Au milieu des années 1980, durant l’une de ses enquêtes demeurées célèbres, le journaliste allemand Günther Wallraff travailla plusieurs mois comme manœuvre au sein du groupe métallurgique Thyssens, se faisant passer pour un immigré turc. Dans le récit qu’il fit de cette expérience par bien des côtés extrêmes, il explique notamment qu’au moment de son arrivée dans le groupe industriel ce dernier avait déjà entamé depuis 1974 un processus d’externalisation de sa main-d’œuvre « sédentaire » (il chiffrait à 17 000 le nombre de travailleurs ainsi licenciés), de manière à la remplacer en partie par des travailleurs gérés dans quelque quatre cents entreprises sous-traitantes. Classiquement, ce mouvement de vases communicants permet à l’entreprise donneuse d’ordre de faire des économies mais surtout de gagner en flexibilité productive, en faisant reposer la gestion de la main-d’œuvre sur les petites structures prestataires de services, dont certaines s’occupent « de la saleté sous toutes ses formes |1|. »
De fait, Wallraff décrit un univers où l’exploitation économique brutale (et le racisme qui l’accompagne en permanence) conduit à des formes extrêmes de polarisation sociale, aussi bien sur les plans statutaires (contrats légaux et de longues durées versus contrats temporaires, voire absence de contrat pour les immigrés en situation irrégulière) et monétaire (dans les PME, les salariés turcs touchent moins que les salariés allemands, qui eux-mêmes sont moins bien payés que les salariés de l’entreprise donneuse d’ordre, tandis qu’à l’autre bout de la chaîne les cadres et patrons accumulent de forts revenus) que sur le plan sanitaire : « Ce boulot |nettoyer des installations de la poussière et de la boue qui les obstruent, dans une atmosphère viciée par les rejets gazeux et l’amiante| est tellement usant qu’il est rare que l’on tienne le coup plus d’un an ou deux. Un ou deux mois suffisent souvent à vous esquinter pour le restant de vos jours. Surtout lorsqu’on est obligé de “doubler”, voire de “tripler” les postes |2|. »
Ce témoignage précis et accablant mérite l’attention, tant ce qu’il décrit des conditions de travail et d’emploi plante le décor empirique de ce que les recherches relatives à la précarisation sociale systématiseraient théoriquement dix ans plus tard. Wallraff montre en effet la précarisation en mouvement ; l’intérêt du concept réside dans sa tentative – à mon avis probante – d’analyser de manière synthétique des phénomènes empiriques souvent appréhendés de façon disjointe durant la période dite des « trente glorieuses », mais que leur amplification et leur extension à des populations plus larges que celles des travailleurs immigrés (longtemps ignorés des théories scientifiques en France) ont fini par rendre l’étude nécessaire.
Dans un premier temps, nous allons donc rapidement expliciter ce que recouvre le concept de précarisation sociale. Puis, dans un second temps, nous nous arrêterons plus précisément sur la place particulière qu’a prise la question de la santé au travail dans cette approche théorique. Pour cela, nous procéderons en deux étapes, qui s’attacheront à montrer que les atteintes à la santé constituent certes un indicateur renseignant sur la dégradation des conditions de travail, mais également un vecteur puissant des processus de précarisation sociale.

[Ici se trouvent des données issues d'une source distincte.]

#[cfg(test)]
mod tests {
    use super::*;
    use crate::graph_store::GraphSink;
    use common::storage::types::build_request::AlgorithmSelection;
    use std::sync::Mutex;
    use tempfile::TempDir;
    use uuid::Uuid;

    #[derive(Debug, Clone)]
    struct PersistCall {
        user_id: String,
        kg_id: String,
        entities: Vec<AlignedEntity>,
        triples: Vec<Triple>,
    }

    #[derive(Default)]
    struct FakeGraphSink {
        calls: Mutex<Vec<PersistCall>>,
        fail_persist: bool,
    }

    #[async_trait::async_trait]
    impl GraphSink for FakeGraphSink {
        async fn persist(
            &self,
            user_id: &str,
            kg_id: &str,
            entities: &[AlignedEntity],
            triples: &[Triple],
        ) -> Result<(), AppError> {
            if self.fail_persist {
                return Err(AppError::InternalError("graph store down".to_string()));
            }
            self.calls
                .lock()
                .unwrap_or_else(std::sync::PoisonError::into_inner)
                .push(PersistCall {
                    user_id: user_id.to_string(),
                    kg_id: kg_id.to_string(),
                    entities: entities.to_vec(),
                    triples: triples.to_vec(),
                });
            Ok(())
        }

        async fn preview(&self, _kg_id: &str, _limit: usize) -> Result<(usize, usize), AppError> {
            Ok((0, 0))
        }
    }

    const FILLER: &str = "the quick brown fox jumps over the lazy dog and keeps running through the field without stopping for anything at all ";

    fn rule_request(file_ids: &[&str]) -> GraphBuildRequest {
        GraphBuildRequest {
            file_ids: file_ids.iter().map(ToString::to_string).collect(),
            kg_name: Some("test graph".to_string()),
            algorithms: AlgorithmSelection {
                preprocess: "simhash".to_string(),
                entity_extraction: "rule".to_string(),
                relation_extraction: "rule".to_string(),
                knowledge_completion: "transe".to_string(),
            },
            model_api_key: None,
            enable_completion: false,
            enable_visualization: false,
        }
    }

    async fn test_engine(
        upload_dir: &TempDir,
        sink: Arc<FakeGraphSink>,
    ) -> (JobEngine, Arc<SurrealDbClient>) {
        let db = Arc::new(
            SurrealDbClient::memory("test_ns", &Uuid::new_v4().to_string())
                .await
                .expect("in-memory surrealdb"),
        );

        let mut config = AppConfig::default();
        config.upload_dir = upload_dir.path().display().to_string();
        config.worker_count = 2;
        config.epochs = 10;

        let engine = JobEngine::start(Arc::clone(&db), sink, config);
        (engine, db)
    }

    async fn wait_for_terminal(db: &SurrealDbClient, task_id: &str) -> KgTask {
        for _ in 0..200 {
            if let Ok(Some(task)) = db.get_item::<KgTask>(task_id).await {
                if task.status.is_terminal() {
                    return task;
                }
            }
            tokio::time::sleep(Duration::from_millis(25)).await;
        }
        panic!("task {task_id} did not reach a terminal state");
    }

    fn write_upload(dir: &TempDir, name: &str, body: &str) {
        std::fs::write(dir.path().join(name), body).expect("write upload");
    }

    #[tokio::test]
    async fn happy_path_builds_and_persists_the_graph() {
        let uploads = TempDir::new().expect("tempdir");
        write_upload(
            &uploads,
            "doc1.txt",
            &format!("百度公司于2023年推出文心一言。王海峰领导百度研究院。{FILLER}"),
        );

        let sink = Arc::new(FakeGraphSink::default());
        let (engine, db) = test_engine(&uploads, Arc::clone(&sink)).await;

        let task_id = engine
            .submit("user-1", rule_request(&["doc1.txt"]))
            .await
            .expect("submit");
        let task = wait_for_terminal(&db, &task_id).await;

        assert_eq!(task.status, TaskStatus::Completed, "message: {}", task.message);
        assert_eq!(task.progress, 100);
        let kg_id = task.kg_id.expect("kg_id set on completion");
        assert!(!task.message.contains("failed"));

        let calls = sink
            .calls
            .lock()
            .unwrap_or_else(std::sync::PoisonError::into_inner)
            .clone();
        assert_eq!(calls.len(), 1);
        let call = &calls[0];
        assert_eq!(call.user_id, "user-1");
        assert_eq!(call.kg_id, kg_id);

        let names: Vec<&str> = call.entities.iter().map(|e| e.name.as_str()).collect();
        for expected in ["百度公司", "文心一言", "王海峰", "百度研究院"] {
            assert!(names.contains(&expected), "missing {expected} in {names:?}");
        }

        let relation_pairs: Vec<(String, String, String)> = call
            .triples
            .iter()
            .map(|t| {
                let resolve = |id: &str| {
                    call.entities
                        .iter()
                        .find(|e| e.id == id)
                        .map(|e| e.name.clone())
                        .unwrap_or_default()
                };
                (resolve(&t.head_id), t.relation.clone(), resolve(&t.tail_id))
            })
            .collect();
        assert!(relation_pairs.contains(&(
            "百度公司".to_string(),
            "推出".to_string(),
            "文心一言".to_string()
        )));
        assert!(relation_pairs.contains(&(
            "王海峰".to_string(),
            "领导".to_string(),
            "百度研究院".to_string()
        )));

        // graph header row is completed as well
        let graph: KnowledgeGraph = db
            .get_item(&kg_id)
            .await
            .expect("fetch graph")
            .expect("graph row exists");
        assert_eq!(graph.status, GraphStatus::Completed);
        assert_eq!(graph.entity_count, call.entities.len() as u64);

        engine.shutdown().await;
    }

    #[tokio::test]
    async fn empty_file_ids_are_rejected_at_submit() {
        let uploads = TempDir::new().expect("tempdir");
        let sink = Arc::new(FakeGraphSink::default());
        let (engine, _db) = test_engine(&uploads, sink).await;

        let err = engine
            .submit("user-1", rule_request(&[]))
            .await
            .expect_err("empty file list");
        assert!(matches!(err, AppError::Validation(_)));

        engine.shutdown().await;
    }

    #[tokio::test]
    async fn all_files_missing_fails_the_job() {
        let uploads = TempDir::new().expect("tempdir");
        let sink = Arc::new(FakeGraphSink::default());
        let (engine, db) = test_engine(&uploads, Arc::clone(&sink)).await;

        let task_id = engine
            .submit("user-1", rule_request(&["ghost-1", "ghost-2"]))
            .await
            .expect("submit");
        let task = wait_for_terminal(&db, &task_id).await;

        assert_eq!(task.status, TaskStatus::Failed);
        assert!(task.message.contains("all files skipped"), "{}", task.message);
        assert!(!task.message.is_empty());
        assert!(sink
            .calls
            .lock()
            .unwrap_or_else(std::sync::PoisonError::into_inner)
            .is_empty());

        engine.shutdown().await;
    }

    #[tokio::test]
    async fn bad_files_are_skipped_while_good_ones_proceed() {
        let uploads = TempDir::new().expect("tempdir");
        write_upload(
            &uploads,
            "good.txt",
            &format!("百度公司推出文心一言。{FILLER}"),
        );
        write_upload(&uploads, "bad.txt", "x");

        let sink = Arc::new(FakeGraphSink::default());
        let (engine, db) = test_engine(&uploads, Arc::clone(&sink)).await;

        let task_id = engine
            .submit("user-1", rule_request(&["good.txt", "bad.txt"]))
            .await
            .expect("submit");
        let task = wait_for_terminal(&db, &task_id).await;

        assert_eq!(task.status, TaskStatus::Completed, "message: {}", task.message);

        engine.shutdown().await;
    }

    #[tokio::test]
    async fn cross_document_mentions_collapse_to_one_node() {
        let uploads = TempDir::new().expect("tempdir");
        write_upload(
            &uploads,
            "a.txt",
            &format!("百度公司推出文心一言。{FILLER}"),
        );
        write_upload(
            &uploads,
            "b.txt",
            "百度公司集团推出文心一言。 quarterly revenue climbed sharply while analysts \
             debated valuation multiples and regulators reviewed several pending filings \
             across overseas subsidiaries during a volatile trading week for technology shares",
        );

        let sink = Arc::new(FakeGraphSink::default());
        let (engine, db) = test_engine(&uploads, Arc::clone(&sink)).await;

        let task_id = engine
            .submit("user-1", rule_request(&["a.txt", "b.txt"]))
            .await
            .expect("submit");
        let task = wait_for_terminal(&db, &task_id).await;
        assert_eq!(task.status, TaskStatus::Completed, "message: {}", task.message);

        let calls = sink
            .calls
            .lock()
            .unwrap_or_else(std::sync::PoisonError::into_inner)
            .clone();
        let call = &calls[0];

        let org_nodes: Vec<&AlignedEntity> = call
            .entities
            .iter()
            .filter(|e| e.name.contains("百度公司"))
            .collect();
        assert_eq!(org_nodes.len(), 1, "duplicate org persisted: {org_nodes:?}");
        assert_eq!(org_nodes[0].name, "百度公司集团");

        // every triple endpoint references a persisted canonical id
        for triple in &call.triples {
            assert!(call.entities.iter().any(|e| e.id == triple.head_id));
            assert!(call.entities.iter().any(|e| e.id == triple.tail_id));
        }

        engine.shutdown().await;
    }

    #[tokio::test]
    async fn persist_failure_marks_task_and_graph_failed() {
        let uploads = TempDir::new().expect("tempdir");
        write_upload(
            &uploads,
            "doc.txt",
            &format!("百度公司推出文心一言。{FILLER}"),
        );

        let sink = Arc::new(FakeGraphSink {
            calls: Mutex::new(Vec::new()),
            fail_persist: true,
        });
        let (engine, db) = test_engine(&uploads, sink).await;

        let task_id = engine
            .submit("user-1", rule_request(&["doc.txt"]))
            .await
            .expect("submit");
        let task = wait_for_terminal(&db, &task_id).await;

        assert_eq!(task.status, TaskStatus::Failed);
        assert!(task.message.contains("persist"), "{}", task.message);

        let kg_id = task.kg_id.expect("kg row created before persist");
        let graph: KnowledgeGraph = db
            .get_item(&kg_id)
            .await
            .expect("fetch graph")
            .expect("graph row exists");
        assert_eq!(graph.status, GraphStatus::Failed);

        engine.shutdown().await;
    }

    #[tokio::test]
    async fn completion_enabled_adds_inferred_triples() {
        let uploads = TempDir::new().expect("tempdir");
        write_upload(
            &uploads,
            "chain.txt",
            &format!(
                "百度公司推出文心一言。文心一言推出对话服务。{FILLER}"
            ),
        );

        let sink = Arc::new(FakeGraphSink::default());
        let (engine, db) = test_engine(&uploads, Arc::clone(&sink)).await;

        let mut request = rule_request(&["chain.txt"]);
        request.enable_completion = true;
        let task_id = engine.submit("user-1", request).await.expect("submit");
        let task = wait_for_terminal(&db, &task_id).await;
        assert_eq!(task.status, TaskStatus::Completed, "message: {}", task.message);

        let calls = sink
            .calls
            .lock()
            .unwrap_or_else(std::sync::PoisonError::into_inner)
            .clone();
        let observed = calls[0]
            .triples
            .iter()
            .filter(|t| t.source == crate::types::TripleSource::Extracted)
            .count();
        assert!(calls[0].triples.len() >= observed);

        engine.shutdown().await;
    }

    #[tokio::test]
    async fn shutdown_drains_cleanly() {
        let uploads = TempDir::new().expect("tempdir");
        let sink = Arc::new(FakeGraphSink::default());
        let (engine, _db) = test_engine(&uploads, sink).await;

        engine.shutdown().await;

        let err = engine
            .submit("user-1", rule_request(&["x.txt"]))
            .await
            .expect_err("submit after shutdown");
        assert!(matches!(err, AppError::InternalError(_)));
    }
}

Précarisation sociale : de quoi parle-t-on ?

Le concept de précarisation sociale est loin de faire l’unanimité dans les champs politique (au sens large, i.e. y compris syndical) et académique, loin s’en faut. Les raisons de cette forte défiance sont multiples, mais les plus communément évoquées invoquent :

 une indétermination théorique : non prise en compte des discussions des économistes de la segmentation par exemple – même si la théorie de la segmentation a été critiquée dès le début des années 1980, car elle ne permet pas de rendre compte de la déstabilisation générale de l’emploi, le « noyau stable » du salariat étant traversé par des processus de fragilisation (préretraite, temps partiel, chômage partiel, etc.), et le « marché secondaire » étant lui-même fragmenté par un ensemble de sous-statuts (intérim, CDD, emplois aidés, etc.) aux logiques différenciées ; enfermement sur l’espace national français (quoique la division internationale du travail ait été intégrée dès le départ dans la réflexion sur la précarisation sociale : les premières recherches servant de support empirique au travail de conceptualisation avaient pour cadre la France, la Grande-Bretagne ou le Brésil, pour ne citer que ces trois exemples) ; méconnaissance des théories du salaire et du salariat (or, dans sa théorie de l’autonomie contrôlée, Béatrice Appay propose une analyse de la réorganisation des modes de captage de la plus-value (et donc de la formation des salaires) |3| ;

 un faible ancrage empirique (l’intégration et la stabilité salariale forment toujours le socle majoritaire de l’organisation sociale) ;

 un voisinage avec la notion de précarité, elle-même déniée de toute valeur explicative en raison de son usage inflationniste dans le sens commun, la production administrative et les discours militants ;

 un usage, de nature misérabiliste et réactionnaire, qui tendrait à détourner des véritables questions politiques (analyse des rapports de force entre capital et travail – et notamment des capacités de résistances des travailleurs –, mythification du salariat comme forme d’organisation de la société dans la période « tayloriste-fordiste »).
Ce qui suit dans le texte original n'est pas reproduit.